You’ve read in my last blog entry how I did this to save myself from ongoing sub-par treatment.
I’m not the only one who holds out a higher standard for the professionals that treat me. Other local NAMI members have also championed not settling for less than the best outcome for your own recovery or a loved one’s recovery.
If the status quo is working, fine. Yet it’s my belief that if you’re not moving forward, you’ll remain stuck. The number-one predictor of my success was that I always set goals I wanted to achieve. I was goal-directed from early on in my recovery.
I championed to the mental health staff my goal of finding a full-time job in 1990 when no one else with schizophrenia was employed or dared try to obtain a job. Meeting with resistance at the day program I soldiered on and was successful.
“Treatment” is not just mental healthcare. It’s the other facets of your recovery that work together with medication and therapy: treatment can be a job, a loving relationship, a volunteer job, or whatever else gives you self-esteem.
And when this “treatment” is cookie-cutter or paint-by-number or one-size-fits-all or narrowly defined, this could cause you to remain stuck. I worked in the gray flannel insurance field for seven years. I’ve written about this failed career over and over more times than I care to admit.
My recovery took off when I was 35 and started to work as a librarian.
I would like to hunt down the staff in the community mental health system that didn’t think I could do anything except be a secretary or an elementary school teacher or more likely not much of anything because I was a free spirit who marched toa different drum.
I wrote in the Left of the Dial blog here that I value everyone: you don’t have to have an Ivy-league pedigree for me to be impressed with you. All hail the creative types who do our own thing!

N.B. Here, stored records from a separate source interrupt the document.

use std::cmp::Ordering;
use std::fmt;

use super::{Card, CardIter, GtoError};

/// All the different possible hand categories.
/// The discriminant is the category rank used as the primary
/// sort key when comparing hands.
#[cfg_attr(feature = "serde", derive(serde::Serialize, serde::Deserialize))]
#[derive(Debug, PartialEq, Eq, PartialOrd, Ord, Clone, Copy, Hash)]
pub enum HandCategory {
    /// The lowest rank.
    /// No matches
    HighCard = 0,
    /// One Card matches another.
    OnePair = 1,
    /// Two different pair of matching cards.
    TwoPair = 2,
    /// Three of the same value.
    ThreeOfAKind = 3,
    /// Five cards in a sequence
    Straight = 4,
    /// Five cards of the same suit
    Flush = 5,
    /// Three of one value and two of another value
    FullHouse = 6,
    /// Four of the same value.
    FourOfAKind = 7,
    /// Five cards in a sequence all of the same suit.
    StraightFlush = 8,
    /// Ten to ace all of the same suit.
    RoyalFlush = 9,
}

const CATEGORIES: [HandCategory; 10] = [
    HandCategory::HighCard,
    HandCategory::OnePair,
    HandCategory::TwoPair,
    HandCategory::ThreeOfAKind,
    HandCategory::Straight,
    HandCategory::Flush,
    HandCategory::FullHouse,
    HandCategory::FourOfAKind,
    HandCategory::StraightFlush,
    HandCategory::RoyalFlush,
];

impl HandCategory {
    /// Every category from weakest to strongest.
    pub const fn all() -> [Self; 10] {
        CATEGORIES
    }

    /// The integer rank, 0 for high card up to 9 for a royal flush.
    pub fn rank(self) -> u8 {
        self as u8
    }

    pub fn from_rank(rank: u8) -> Option<Self> {
        CATEGORIES.get(usize::from(rank)).copied()
    }

    /// Human readable name.
    pub fn name(self) -> &'static str {
        match self {
            Self::HighCard => "High Card",
            Self::OnePair => "One Pair",
            Self::TwoPair => "Two Pair",
            Self::ThreeOfAKind => "Three of a Kind",
            Self::Straight => "Straight",
            Self::Flush => "Flush",
            Self::FullHouse => "Full House",
            Self::FourOfAKind => "Four of a Kind",
            Self::StraightFlush => "Straight Flush",
            Self::RoyalFlush => "Royal Flush",
        }
    }
}

impl fmt::Display for HandCategory {
    fn fmt(&self, f: &mut fmt::Formatter<'_>) -> fmt::Result {
        f.write_str(self.name())
    }
}

/// The best five card hand found in some cards.
///
/// Two results are equal when their category and kickers are equal,
/// no matter which suits made the hand. Ordering is lexicographic on
/// `(rank, kickers)`.
#[cfg_attr(feature = "serde", derive(serde::Serialize, serde::Deserialize))]
#[derive(Debug, Clone)]
pub struct HandResult {
    /// What kind of hand this is.
    pub category: HandCategory,
    /// Face values (2 to 14) that break ties inside the category.
    pub kickers: Vec<u8>,
    /// The five cards making the hand.
    pub cards: Vec<Card>,
}

impl HandResult {
    /// The category rank. 0 is high card and 9 is a royal flush.
    pub fn rank(&self) -> u8 {
        self.category.rank()
    }
}

impl PartialEq for HandResult {
    fn eq(&self, other: &Self) -> bool {
        self.cmp(other) == Ordering::Equal
    }
}

impl Eq for HandResult {}

impl PartialOrd for HandResult {
    fn partial_cmp(&self, other: &Self) -> Option<Ordering> {
        Some(self.cmp(other))
    }
}

impl Ord for HandResult {
    fn cmp(&self, other: &Self) -> Ordering {
        self.rank()
            .cmp(&other.rank())
            .then_with(|| self.kickers.cmp(&other.kickers))
    }
}

impl fmt::Display for HandResult {
    fn fmt(&self, f: &mut fmt::Formatter<'_>) -> fmt::Result {
        write!(f, "{}", self.category)
    }
}

/// If the distinct values make a straight return the high card of it.
/// The wheel is a five high straight.
fn straight_high(distinct_desc: &[u8]) -> Option<u8> {
    match distinct_desc {
        [14, 5, 4, 3, 2] => Some(5),
        [high, _, _, _, low] if high - low == 4 => Some(*high),
        _ => None,
    }
}

/// Can this turn into a hand rank?
pub trait Rankable {
    /// The cards that will be ranked.
    fn cards(&self) -> &[Card];

    /// Score exactly five cards.
    ///
    /// ```
    /// use rs_gto::core::{HandCategory, Rankable, parse_board};
    ///
    /// let cards = parse_board("Ah2c3s4h5s").unwrap();
    /// let result = cards.rank_five();
    /// assert_eq!(HandCategory::Straight, result.category);
    /// assert_eq!(vec![5], result.kickers);
    /// ```
    fn rank_five(&self) -> HandResult {
        let cards = self.cards();
        let mut values: Vec<u8> = cards.iter().map(|c| c.value.face()).collect();
        values.sort_unstable_by(|a, b| b.cmp(a));

        // Counts indexed by face value.
        let mut counts = [0u8; 15];
        for v in &values {
            counts[usize::from(*v)] += 1;
        }

        let is_flush = cards
            .split_first()
            .is_some_and(|(first, rest)| rest.iter().all(|c| c.suit == first.suit));

        let mut distinct = values.clone();
        distinct.dedup();
        let straight = straight_high(&distinct);

        let result = |category: HandCategory, kickers: Vec<u8>| HandResult {
            category,
            kickers,
            cards: cards.to_vec(),
        };

        if let (true, Some(high)) = (is_flush, straight) {
            if high == 14 {
                return result(HandCategory::RoyalFlush, vec![high]);
            }
            return result(HandCategory::StraightFlush, vec![high]);
        }

        // (count, value) groups, biggest count first then highest value.
        let mut groups: Vec<(u8, u8)> = distinct
            .iter()
            .map(|&v| (counts[usize::from(v)], v))
            .collect();
        groups.sort_by(|a, b| b.0.cmp(&a.0));

        let others = |skip: &[u8]| -> Vec<u8> {
            values
                .iter()
                .copied()
                .filter(|v| !skip.contains(v))
                .collect()
        };

        match groups.as_slice() {
            [(4, quad), ..] => {
                let kicker = others(&[*quad]).first().copied();
                result(
                    HandCategory::FourOfAKind,
                    std::iter::once(*quad).chain(kicker).collect(),
                )
            }
            [(3, trips), (2, pair), ..] => result(HandCategory::FullHouse, vec![*trips, *pair]),
            _ if is_flush => result(HandCategory::Flush, values.clone()),
            _ if straight.is_some() => {
                result(HandCategory::Straight, straight.into_iter().collect())
            }
            [(3, trips), ..] => {
                let mut kickers = vec![*trips];
                kickers.extend(others(&[*trips]));
                result(HandCategory::ThreeOfAKind, kickers)
            }
            [(2, high), (2, low), ..] => {
                let mut kickers = vec![*high, *low];
                kickers.extend(others(&[*high, *low]).first().copied());
                result(HandCategory::TwoPair, kickers)
            }
            [(2, pair), ..] => {
                let mut kickers = vec![*pair];
                kickers.extend(others(&[*pair]));
                result(HandCategory::OnePair, kickers)
            }
            _ => result(HandCategory::HighCard, values.clone()),
        }
    }

    /// Find the best five card hand inside of these cards.
    ///
    /// Every five card subset is scored and the best one kept. When two
    /// subsets tie the first one found wins.
    fn rank(&self) -> Result<HandResult, GtoError> {
        let cards = self.cards();
        if cards.len() < 5 {
            return Err(GtoError::InsufficientCards {
                need: 5,
                got: cards.len(),
            });
        }
        let mut best: Option<HandResult> = None;
        for five in CardIter::new(cards, 5) {
            let current = five.rank_five();
            if best.as_ref().is_none_or(|b| current > *b) {
                best = Some(current);
            }
        }
        best.ok_or(GtoError::InsufficientCards {
            need: 5,
            got: cards.len(),
        })
    }
}

impl Rankable for [Card] {
    fn cards(&self) -> &[Card] {
        self
    }
}

impl Rankable for Vec<Card> {
    fn cards(&self) -> &[Card] {
        self
    }
}

#[cfg(test)]
mod tests {
    use super::*;
    use crate::core::{Suit, Value, parse_board};

    fn rank_str(s: &str) -> HandResult {
        parse_board(s).unwrap().rank_five()
    }

    #[test]
    fn test_cmp() {
        assert!(HandCategory::HighCard < HandCategory::StraightFlush);
        assert!(HandCategory::HighCard < HandCategory::FourOfAKind);
        assert!(HandCategory::HighCard < HandCategory::ThreeOfAKind);
        assert!(HandCategory::StraightFlush < HandCategory::RoyalFlush);
    }

    #[test]
    fn test_category_ranks_are_bijective() {
        for (i, category) in HandCategory::all().iter().enumerate() {
            assert_eq!(i as u8, category.rank());
            assert_eq!(Some(*category), HandCategory::from_rank(i as u8));
        }
        assert_eq!(None, HandCategory::from_rank(10));
    }

    #[test]
    fn test_high_card_hand() {
        let r = rank_str("Ad8h9cTc5c");
        assert_eq!(HandCategory::HighCard, r.category);
        assert_eq!(vec![14, 10, 9, 8, 5], r.kickers);
        assert_eq!(0, r.rank());
    }

    #[test]
    fn test_flush() {
        let r = rank_str("Ad8d9dTd5d");
        assert_eq!(HandCategory::Flush, r.category);
        assert_eq!(vec![14, 10, 9, 8, 5], r.kickers);
    }

    #[test]
    fn test_full_house() {
        let r = rank_str("AdAc9d9c9s");
        assert_eq!(HandCategory::FullHouse, r.category);
        assert_eq!(vec![9, 14], r.kickers);
    }

    #[test]
    fn test_two_pair() {
        let r = rank_str("AdAc9d9cTs");
        assert_eq!(HandCategory::TwoPair, r.category);
        assert_eq!(vec![14, 9, 10], r.kickers);
    }

    #[test]
    fn test_one_pair() {
        let r = rank_str("AdAc9d8cTs");
        assert_eq!(HandCategory::OnePair, r.category);
        assert_eq!(vec![14, 10, 9, 8], r.kickers);
    }

    #[test]
    fn test_four_of_a_kind() {
        let r = rank_str("AdAcAsAhTs");
        assert_eq!(HandCategory::FourOfAKind, r.category);
        assert_eq!(vec![14, 10], r.kickers);
    }

    #[test]
    fn test_wheel() {
        let r = rank_str("Ad2c3s4h5s");
        assert_eq!(HandCategory::Straight, r.category);
        assert_eq!(vec![5], r.kickers);
    }

    #[test]
    fn test_straight() {
        let r = rank_str("2c3s4h5s6d");
        assert_eq!(HandCategory::Straight, r.category);
        assert_eq!(vec![6], r.kickers);
        assert!(r > rank_str("Ad2c3s4h5s"));
    }

    #[test]
    fn test_not_a_straight() {
        // Ace can't wrap around.
        let r = rank_str("QcKsAh2s3d");
        assert_eq!(HandCategory::HighCard, r.category);
    }

    #[test]
    fn test_three_of_a_kind() {
        let r = rank_str("2c2s2h5s6d");
        assert_eq!(HandCategory::ThreeOfAKind, r.category);
        assert_eq!(vec![2, 6, 5], r.kickers);
    }

    #[test]
    fn test_straight_flush() {
        let r = rank_str("9h8h7h6h5h");
        assert_eq!(HandCategory::StraightFlush, r.category);
        assert_eq!(vec![9], r.kickers);

        let steel_wheel = rank_str("Ah2h3h4h5h");
        assert_eq!(HandCategory::StraightFlush, steel_wheel.category);
        assert_eq!(vec![5], steel_wheel.kickers);
        assert!(steel_wheel < r);
    }

    #[test]
    fn test_royal_flush() {
        let r = rank_str("AsKsQsJsTs");
        assert_eq!(HandCategory::RoyalFlush, r.category);
        assert_eq!(9, r.rank());
        assert_eq!(vec![14], r.kickers);
    }

    #[test]
    fn test_suits_never_break_ties() {
        let spades = rank_str("AsKs9d7c2h");
        let hearts = rank_str("AhKh9c7d2s");
        assert_eq!(spades, hearts);
        assert_eq!(Ordering::Equal, spades.cmp(&hearts));
    }

    #[test]
    fn test_kicker_breaks_tie() {
        let better = rank_str("AsAdKc7h2h");
        let worse = rank_str("AhAcQc7d2s");
        assert!(better > worse);
    }

    #[test]
    fn test_category_beats_kickers() {
        assert!(rank_str("2c2d3h4s6c") > rank_str("AsKdQh9c7d"));
        assert!(rank_str("2c2d2h3s3c") > rank_str("AsKsQs9s7s"));
    }

    #[test]
    fn test_rank_best_of_seven() {
        let cards = parse_board("AsAhAdKsKh2c3d").unwrap();
        let r = cards.rank().unwrap();
        assert_eq!(HandCategory::FullHouse, r.category);
        assert_eq!(vec![14, 13], r.kickers);
        assert_eq!(5, r.cards.len());
    }

    #[test]
    fn test_rank_too_few() {
        let cards = vec![
            Card::new(Value::Ace, Suit::Spade),
            Card::new(Value::Ace, Suit::Heart),
        ];
        assert!(matches!(
            cards.rank(),
            Err(GtoError::InsufficientCards { need: 5, got: 2 })
        ));
    }

    #[test]
    fn test_every_five_card_hand_has_one_category() {
        // All 7462 distinct classes would be slow to spell out here, so
        // walk a slice of the deck instead.
        let deck: Vec<Card> = (0..20u8).map(Card::from).collect();
        for five in CardIter::new(&deck, 5) {
            let r = five.rank_five();
            assert_eq!(Some(r.category), HandCategory::from_rank(r.rank()));
            assert_eq!(5, r.cards.len());
        }
    }
}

In 1987, I was presented with only one option: to attend a second day program instead of setting the goal to find a job. Inmy memoir and to a counselor there, I likened this milieu to a “playpen.” Most of the members of the day program had been there for years and years.
A young person with schizophrenia or bipolar or another mental illness who has so much potential should have choices for treatment options that they research and analyze to choose the best one from.
Listen: I value living my life left of the dial–with my thoughts and feelings in balance on the VU meter.
I’ll take emotional freedom and mental clarity over having a high-pressure job where I continue to have major ongoing episodes.
Today recovery is not only possible it’s probable for most people.
I dare to dream of a day when everyone is able to recover because they get the right treatment right away.
I dream of a day when being shunted into a day program isn’t the automatic option.
A day when each of us can find our groove job and be happy and content living in tune with ourselves.